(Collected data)
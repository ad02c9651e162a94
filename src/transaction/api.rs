//! The JSON endpoints for reading transactions.

use std::sync::{Arc, Mutex};

use axum::{
    Extension, Json,
    extract::{FromRef, State},
    response::{IntoResponse, Response},
};
use rusqlite::Connection;

use crate::{AppState, Error, auth::UserID};

use super::core::{count_transactions, list_transactions};

/// The state needed by the JSON transaction endpoints.
#[derive(Debug, Clone)]
pub struct TransactionApiState {
    /// The database connection for reading transactions.
    pub db_connection: Arc<Mutex<Connection>>,
}

impl FromRef<AppState> for TransactionApiState {
    fn from_ref(state: &AppState) -> Self {
        Self {
            db_connection: state.db_connection.clone(),
        }
    }
}

/// List the user's transactions as JSON, newest first.
pub async fn get_transactions_json(
    State(state): State<TransactionApiState>,
    Extension(user_id): Extension<UserID>,
) -> Response {
    let connection = match state.db_connection.lock() {
        Ok(connection) => connection,
        Err(error) => {
            tracing::error!("could not acquire database lock: {error}");
            return Error::DatabaseLockError.into_json_response();
        }
    };

    match list_transactions(user_id, &connection) {
        Ok(transactions) => Json(transactions).into_response(),
        Err(error) => {
            tracing::error!("could not get transactions: {error}");
            error.into_json_response()
        }
    }
}

/// Count the user's transactions by type as JSON, e.g.
/// `{"total": 3, "income": 1, "expense": 2}`.
pub async fn get_transaction_count(
    State(state): State<TransactionApiState>,
    Extension(user_id): Extension<UserID>,
) -> Response {
    let connection = match state.db_connection.lock() {
        Ok(connection) => connection,
        Err(error) => {
            tracing::error!("could not acquire database lock: {error}");
            return Error::DatabaseLockError.into_json_response();
        }
    };

    match count_transactions(user_id, &connection) {
        Ok(counts) => Json(counts).into_response(),
        Err(error) => {
            tracing::error!("could not count transactions: {error}");
            error.into_json_response()
        }
    }
}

◆ Work item: Report every line in the data above in which the word "reading" appears.

◆ Expected answer:
//! The JSON endpoints for reading transactions.
    /// The database connection for reading transactions.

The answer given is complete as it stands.